Theresa saw the young woman’s admiration of the handsome Don turn to a scowl. Perhaps all her friends were around the corner at the standoff or at least on the field trip providing extra security for the secretary of state’s visit, and here she was, sweating next to an old German car, taking orders from a hottie with no wedding ring and an all-work, no-play approach.
“Now would be good,” Don added, smiling sweetly. “We need that information.”
The woman walked out of earshot, with her radio and a notebook. Don continued to click photos of the car, front and back, driver’s side, passenger side. “At least the owner isn’t in the trunk, right?”
“Yeah, they checked.”
“They didn’t wait for us?”
“If someone had been inside, they’d need medical attention, from the heat if nothing else.” In some ways Theresa had been right not to inspect the car at the medical examiner’s office. Their only garage had lousy lighting; at least the grassy mall blazed with brilliant sunlight.

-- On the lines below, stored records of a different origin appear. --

//! Cache Entry Module
//!
//! Defines the structure for individual cache entries with TTL support.
//! The serialized form is the on-disk format of the durable tier:
//! `{"value": <any>, "expiresAt": <epoch-ms>, "createdAt": <epoch-ms>}`.

use std::time::Duration;

use chrono::Utc;
use serde::{Deserialize, Serialize};
use serde_json::Value;

// == Cache Entry ==
/// Represents a single cache entry with value and metadata.
#[derive(Debug, Clone, PartialEq, Serialize, Deserialize)]
#[serde(rename_all = "camelCase")]
pub struct CacheEntry {
    /// The stored value
    pub value: Value,
    /// Expiration timestamp (Unix milliseconds)
    pub expires_at: u64,
    /// Creation timestamp (Unix milliseconds)
    pub created_at: u64,
}

impl CacheEntry {
    // == Constructor ==
    /// Creates a new cache entry expiring `ttl` from now.
    ///
    /// Sub-millisecond TTLs round up, so a non-zero TTL always outlives the
    /// millisecond it was created in.
    pub fn new(value: Value, ttl: Duration) -> Self {
        let now = current_timestamp_ms();
        let ttl_ms = u64::try_from(ttl.as_nanos().div_ceil(1_000_000)).unwrap_or(u64::MAX);

        Self {
            value,
            created_at: now,
            expires_at: now.saturating_add(ttl_ms),
        }
    }

    // == Is Expired ==
    /// Checks if the entry has expired.
    ///
    /// An entry stays valid up to and including its expiration instant and is
    /// expired once the current time is strictly past it.
    pub fn is_expired(&self) -> bool {
        self.is_expired_at(current_timestamp_ms())
    }

    /// Same as [`is_expired`](Self::is_expired) against a fixed clock reading.
    pub fn is_expired_at(&self, now_ms: u64) -> bool {
        now_ms > self.expires_at
    }

    // == Time To Live ==
    /// Returns remaining TTL in milliseconds, `0` once expired.
    pub fn ttl_remaining_ms(&self) -> u64 {
        self.expires_at.saturating_sub(current_timestamp_ms())
    }
}

// == Utility Functions ==
/// Returns current Unix timestamp in milliseconds.
pub fn current_timestamp_ms() -> u64 {
    u64::try_from(Utc::now().timestamp_millis()).unwrap_or(0)
}

// == Unit Tests ==
#[cfg(test)]
mod tests {
    use super::*;
    use serde_json::json;
    use std::thread::sleep;

    #[test]
    fn test_entry_creation() {
        let entry = CacheEntry::new(json!("test_value"), Duration::from_secs(60));

        assert_eq!(entry.value, json!("test_value"));
        assert_eq!(entry.expires_at - entry.created_at, 60_000);
        assert!(!entry.is_expired());
    }

    #[test]
    fn test_entry_expiration() {
        let entry = CacheEntry::new(json!(1), Duration::from_millis(1));

        sleep(Duration::from_millis(10));

        assert!(entry.is_expired());
        assert_eq!(entry.ttl_remaining_ms(), 0);
    }

    #[test]
    fn test_ttl_remaining_ms() {
        let entry = CacheEntry::new(json!(1), Duration::from_secs(10));

        let remaining_ms = entry.ttl_remaining_ms();
        assert!(remaining_ms <= 10_000);
        assert!(remaining_ms >= 9_000);
    }

    #[test]
    fn test_expiration_boundary_condition() {
        let entry = CacheEntry {
            value: json!("test"),
            created_at: 1_000,
            expires_at: 2_000,
        };

        assert!(!entry.is_expired_at(2_000), "Entry is valid at its expiry instant");
        assert!(entry.is_expired_at(2_001));
    }

    #[test]
    fn test_sub_millisecond_ttl_rounds_up() {
        let entry = CacheEntry::new(json!(1), Duration::from_micros(500));
        assert_eq!(entry.expires_at - entry.created_at, 1);

        let entry = CacheEntry::new(json!(1), Duration::from_nanos(1_000_001));
        assert_eq!(entry.expires_at - entry.created_at, 2);

        let entry = CacheEntry::new(json!(1), Duration::from_millis(7));
        assert_eq!(entry.expires_at - entry.created_at, 7);
    }

    #[test]
    fn test_serialized_layout() {
        let entry = CacheEntry {
            value: json!({"title": "hello"}),
            created_at: 10,
            expires_at: 20,
        };

        let encoded = serde_json::to_value(&entry).unwrap();
        assert_eq!(
            encoded,
            json!({"value": {"title": "hello"}, "expiresAt": 20, "createdAt": 10})
        );
    }
}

She would have to stand the heat to have the illumination.
The exterior of the Mercedes had been well maintained, even beyond the fancy after-market paint job, its only flaw being a slight dent in the back bumper. The tires were beginning to bald, however, and the front right showed irregular wear.
“Camber’s off,” Don said. “The wheel is angled inward just a touch. Probably hit a pothole or something.”
“How do you men do that? You can’t remember your mother’s birthday, but you know the timing sequence on a ’68 Mustang.”
“The same thing happened to a Riviera I used to have. And I never forget my mother’s birthday. Or yours.”
Theresa brushed black fingerprint powder over the glossy paint. The tedious work frustrated her, but she knew that the exterior of a vehicle is an ideal surface for prints, and she needed to collect them before any more people, including herself, climbed in and out of the car. The security guard and their young patrolwoman, at the very least, had already been too close to it. She forced herself to work calmly, without missing any of the surface.